The cases that break naive designs

A feed system is mostly correct on the happy path. Production complexity lives in the messy interactions between deletes, privacy, and the social graph.

DELETES

Post removed after fanout

The post ID may still sit in millions of feed caches. Either tombstone the post and filter on hydration, or rely on the hydration step to drop missing IDs gracefully.

BLOCKS

One user blocks another

Past posts from the blocked user must disappear from the viewer's feed. Filter at read time — never trust pre-built feeds to reflect the latest relationship state.

PRIVACY

Audience changes after posting

A user makes their account private, or restricts a post to a subset of followers. The feed pipeline must re-check visibility per viewer, not just at fanout time.

REPOSTS

Shares and quote reposts

A repost references another post.

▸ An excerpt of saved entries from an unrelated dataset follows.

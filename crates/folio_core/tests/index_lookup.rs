mod common;

use common::{provisioned_store, TEST_TIMEOUT};
use folio_core::config::{NAME_FIELD, NAME_INDEX, SLUG_FIELD, SLUG_INDEX};
use folio_core::db::DbLocation;
use folio_core::model::codec::{stamp, to_document};
use folio_core::model::records::{Asset, LogoStory};
use folio_core::repo::item_repo::{ItemRepository, RepoError};
use folio_core::store::{
    provision_site_schema, KvStore, SqliteKvStore, StoreError, UpdateExpression,
};
use serde_json::json;
use std::collections::BTreeMap;
use std::sync::Arc;

fn asset(name: &str, url: &str) -> Asset {
    Asset {
        name: name.to_string(),
        url: url.to_string(),
        content_type: "application/pdf".to_string(),
        size: 10,
        active: true,
        description: None,
    }
}

fn story(slug: &str, title: &str) -> LogoStory {
    LogoStory {
        slug: slug.to_string(),
        title: title.to_string(),
        brand: "Acme".to_string(),
        story: "How the mark came to be.".to_string(),
        logo_url: "/logos/acme.svg".to_string(),
        published: true,
    }
}

#[tokio::test]
async fn find_by_field_returns_newest_match() {
    let (store, names) = provisioned_store().await;
    let uploads = [
        (2_000, "/middle.pdf"),
        (3_000, "/newest.pdf"),
        (1_000, "/oldest.pdf"),
    ];
    for (created_at, url) in uploads {
        let document = to_document(&stamp(asset("resume", url), created_at)).unwrap();
        store.put_item(&names.assets, document).await.unwrap();
    }
    let repo: ItemRepository<Asset> =
        ItemRepository::new(Arc::new(store), names.assets, TEST_TIMEOUT);
    repo.insert(asset("press-kit", "/kit.zip")).await.unwrap();

    let found = repo
        .find_by_field(NAME_INDEX, NAME_FIELD, "resume")
        .await
        .unwrap()
        .unwrap();
    assert_eq!(found.fields.url, "/newest.pdf");
    assert_eq!(found.created_at, 3_000);

    let all = repo
        .query_by_field(NAME_INDEX, NAME_FIELD, "resume")
        .await
        .unwrap();
    let urls: Vec<&str> = all.iter().map(|item| item.fields.url.as_str()).collect();
    assert_eq!(urls, vec!["/newest.pdf", "/middle.pdf", "/oldest.pdf"]);
}

#[tokio::test]
async fn equal_timestamps_break_ties_by_id() {
    let (store, names) = provisioned_store().await;
    let repo: ItemRepository<LogoStory> =
        ItemRepository::new(Arc::new(store), names.logo_stories, TEST_TIMEOUT);

    let items = repo
        .batch_insert(vec![
            story("acme", "First"),
            story("acme", "Second"),
            story("acme", "Third"),
        ])
        .await
        .unwrap();
    let lowest_id = items.iter().map(|item| item.id).min().unwrap();

    for _ in 0..3 {
        let found = repo
            .find_by_field(SLUG_INDEX, SLUG_FIELD, "acme")
            .await
            .unwrap()
            .unwrap();
        assert_eq!(found.id, lowest_id);
    }
}

#[tokio::test]
async fn find_by_field_without_match_is_none() {
    let (store, names) = provisioned_store().await;
    let repo: ItemRepository<LogoStory> =
        ItemRepository::new(Arc::new(store), names.logo_stories, TEST_TIMEOUT);

    let found = repo
        .find_by_field(SLUG_INDEX, SLUG_FIELD, "nothing-here")
        .await
        .unwrap();
    assert!(found.is_none());
}

#[tokio::test]
async fn missing_index_is_an_error_not_an_empty_result() {
    let store = SqliteKvStore::open(&DbLocation::Memory).unwrap();
    store.create_collection("folio-assets").await.unwrap();
    let repo: ItemRepository<Asset> =
        ItemRepository::new(Arc::new(store), "folio-assets", TEST_TIMEOUT);
    repo.insert(asset("resume", "/cv.pdf")).await.unwrap();

    let err = repo
        .find_by_field(NAME_INDEX, NAME_FIELD, "resume")
        .await
        .unwrap_err();
    match err {
        RepoError::IndexNotProvisioned { collection, index } => {
            assert_eq!(collection, "folio-assets");
            assert_eq!(index, NAME_INDEX);
        }
        other => panic!("unexpected error: {other}"),
    }
}

#[tokio::test]
async fn index_keyed_by_other_field_is_rejected() {
    let (store, names) = provisioned_store().await;
    let repo: ItemRepository<Asset> = ItemRepository::new(Arc::new(store), names.assets, TEST_TIMEOUT);

    let err = repo
        .find_by_field(NAME_INDEX, "url", "/cv.pdf")
        .await
        .unwrap_err();
    assert!(matches!(
        err,
        RepoError::Store {
            source: StoreError::IndexKeyMismatch { .. },
            ..
        }
    ));
}

#[tokio::test]
async fn bare_reserved_word_in_expression_is_rejected() {
    let (store, names) = provisioned_store().await;
    let repo: ItemRepository<Asset> =
        ItemRepository::new(Arc::new(store.clone()), names.assets.clone(), TEST_TIMEOUT);
    let created = repo.insert(asset("resume", "/cv.pdf")).await.unwrap();

    let mut values = BTreeMap::new();
    values.insert(":v0".to_string(), json!(99));
    let bare = UpdateExpression::from_parts("SET size = :v0", BTreeMap::new(), values.clone());
    let err = store
        .update_item(
            &names.assets,
            &created.id.to_string(),
            &bare,
        )
        .await
        .unwrap_err();
    assert!(matches!(err, StoreError::InvalidExpression(_)));

    let mut aliases = BTreeMap::new();
    aliases.insert("#f0".to_string(), "size".to_string());
    let aliased = UpdateExpression::from_parts("SET #f0 = :v0", aliases, values);
    let document = store
        .update_item(
            &names.assets,
            &created.id.to_string(),
            &aliased,
        )
        .await
        .unwrap();
    assert_eq!(document.get("size"), Some(&json!(99)));
}

#[tokio::test]
async fn store_update_of_absent_key_creates_nothing() {
    let (store, names) = provisioned_store().await;
    let expression = UpdateExpression::builder("url", json!("/ghost.pdf")).build();

    let err = store
        .update_item(&names.assets, "missing-key", &expression)
        .await
        .unwrap_err();

    assert!(matches!(err, StoreError::ConditionFailed { .. }));
    assert!(store.get_item(&names.assets, "missing-key").await.unwrap().is_none());
}

#[tokio::test]
async fn store_put_of_taken_key_keeps_original() {
    let (store, names) = provisioned_store().await;
    let original = stamp(asset("resume", "/cv.pdf"), 10);
    store
        .put_item(&names.assets, to_document(&original).unwrap())
        .await
        .unwrap();

    let mut clash = stamp(asset("resume", "/other.pdf"), 20);
    clash.id = original.id;
    let err = store
        .put_item(&names.assets, to_document(&clash).unwrap())
        .await
        .unwrap_err();

    assert!(matches!(err, StoreError::ConditionFailed { .. }));
    let stored = store
        .get_item(&names.assets, &original.id.to_string())
        .await
        .unwrap()
        .unwrap();
    assert_eq!(stored.get("url"), Some(&json!("/cv.pdf")));
}

#[tokio::test]
async fn provisioning_twice_is_a_noop() {
    let (store, names) = provisioned_store().await;

    let report = provision_site_schema(&store, &names).await.unwrap();

    assert!(report.is_noop());
    assert_eq!(store.list_collections().await.unwrap().len(), 7);
}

Both the repost and the original should not appear twice. Dedupe by underlying content, and decide whose voice anchors the feed entry.

UNFOLLOW

Existing entries from a now-unfollowed account

Already-cached post IDs from that author should fade out. Either purge on unfollow, or filter at read time against the current follow set.

RECONCILE

Cache drift

Caches can be lost, partially written, or fall out of sync with the post store. A periodic rebuild job restores feeds for active users from the source of truth.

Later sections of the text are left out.